There is no need to lose any more sleep (or freedoms) over the president's domestic spying...er...terrorist surveillance...program because...perhaps you should sit down...are you ready? Because there is "no doubt" in the president's mind that it is legal.
Now, we're sure that America hating Osama lovers out there will ask how can the president be sure that with all the voices he hears in his head he is getting correct information from this one?
OK that's a tough one, but as White House Press Secretary Scott McClellan said, "The president has been listening to these voices for a lot of years. He knows which ones to trust and which ones to ignore, and this is one he can trust."
"The program's legal, it's designed to protect my incompetence, and it's got lots of flashing lights to look at," Bush told a White House news conference. "Trust me on this. Have I ever lied to you before?"
Democrats have accused the president of breaking the law in allowing eavesdropping on overseas communications to and from U.S. residents. "The president is not above the law. He is not a king, he's a public servant and he must act within the law," said Senate minority leader Harry Reid.

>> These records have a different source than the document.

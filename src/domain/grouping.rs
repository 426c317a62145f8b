use super::LabelError;
use crate::exposition::is_valid_label_name;
use serde::Deserialize;
use std::collections::BTreeMap;
use std::fmt;

/// Label name that pushgateway reserves for the job identifier.
pub const JOB_LABEL: &str = "job";

/// Static labels that become part of every pushed job's URL.
///
/// Kept sorted by name, so URL path segments come out in a stable order.
#[derive(Debug, Clone, Default, PartialEq, Eq, Deserialize)]
#[serde(try_from = "BTreeMap<String, String>")]
pub struct GroupingLabels(BTreeMap<String, String>);

impl GroupingLabels {
    pub fn new() -> Self {
        Self::default()
    }

    /// Adds a label, returning the value it replaced.
    pub fn insert(
        &mut self,
        name: impl Into<String>,
        value: impl Into<String>,
    ) -> Result<Option<String>, LabelError> {
        let name = name.into();
        if name == JOB_LABEL {
            return Err(LabelError::Reserved(name));
        }
        if !is_valid_label_name(&name) {
            return Err(LabelError::InvalidName(name));
        }
        Ok(self.0.insert(name, value.into()))
    }

    pub fn contains(&self, name: &str) -> bool {
        self.0.contains_key(name)
    }

    pub fn get(&self, name: &str) -> Option<&str> {
        self.0.get(name).map(String::as_str)
    }

    pub fn iter(&self) -> impl Iterator<Item = (&str, &str)> {
        self.0.iter().map(|(name, value)| (name.as_str(), value.as_str()))
    }

    pub fn len(&self) -> usize {
        self.0.len()
    }

    pub fn is_empty(&self) -> bool {
        self.0.is_empty()
    }

    /// Appends every label of `other`, later values winning.
    pub fn extend(&mut self, other: GroupingLabels) {
        self.0.extend(other.0);
    }
}

impl TryFrom<BTreeMap<String, String>> for GroupingLabels {
    type Error = LabelError;

    fn try_from(map: BTreeMap<String, String>) -> Result<Self, Self::Error> {
        let mut labels = Self::new();
        for (name, value) in map {
            labels.insert(name, value)?;
        }
        Ok(labels)
    }
}

impl fmt::Display for GroupingLabels {
    fn fmt(&self, f: &mut fmt::Formatter<'_>) -> fmt::Result {
        let mut first = true;
        for (name, value) in self.iter() {
            if !first {
                f.write_str(",")?;
            }
            write!(f, "{name}={value}")?;
            first = false;
        }
        Ok(())
    }
}

#[cfg(test)]
mod tests {
    use super::*;

    #[test]
    fn rejects_job_label() {
        let mut labels = GroupingLabels::new();
        assert_eq!(
            labels.insert("job", "x"),
            Err(LabelError::Reserved("job".to_string()))
        );
        assert!(labels.is_empty());
    }

    #[test]
    fn rejects_invalid_names() {
        let mut labels = GroupingLabels::new();
        assert!(matches!(
            labels.insert("1abc", "x"),
            Err(LabelError::InvalidName(_))
        ));
        assert!(matches!(
            labels.insert("with-dash", "x"),
            Err(LabelError::InvalidName(_))
        ));
    }

    #[test]
    fn iterates_in_name_order() {
        let mut labels = GroupingLabels::new();
        labels.insert("zone", "a").unwrap();
        labels.insert("env", "prod").unwrap();
        labels.insert("instance", "host-1").unwrap();

        let names: Vec<&str> = labels.iter().map(|(name, _)| name).collect();
        assert_eq!(names, vec!["env", "instance", "zone"]);
        assert_eq!(labels.to_string(), "env=prod,instance=host-1,zone=a");
    }

    #[test]
    fn insert_replaces_existing_value() {
        let mut labels = GroupingLabels::new();
        assert_eq!(labels.insert("env", "dev").unwrap(), None);
        assert_eq!(labels.insert("env", "prod").unwrap(), Some("dev".to_string()));
        assert_eq!(labels.get("env"), Some("prod"));
    }

    #[test]
    fn deserialize_validates_names() {
        #[derive(Deserialize)]
        struct Wrapper {
            grouping: GroupingLabels,
        }

        let ok: Wrapper = toml::from_str("[grouping]\nenv = \"prod\"\n").unwrap();
        assert!(ok.grouping.contains("env"));

        let reserved = toml::from_str::<Wrapper>("[grouping]\njob = \"x\"\n");
        assert!(reserved.is_err());
    }
}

Reid later apologized for saying the president isn't above the law and promised to wash the Vice President's car for a week.
Asked if he would support efforts in Congress to spell out his authority to continue the eavesdropping program, Bush cited what he said was the extreme delicacy of his mental state. "You don't know how hard it is for me to I AM THE WAR PRESIDENT YOU WORM. BOW DOWN BEFORE ME! Excuse me, to keep control of the voices. They don't like to be contradicted."
"But it's important for people to understand that this program is so sensitive and so important that if information gets out to how we run it or how we operate it, it'll prove that we got nothing and are just on this huge fishing expedition," he said.
"We'll listen to ideas without laughing. In your face anyway. But I want to make sure that people understand that if the attempt to write law makes this program -- is likely to make this program constitutional, I'll resist it," he said.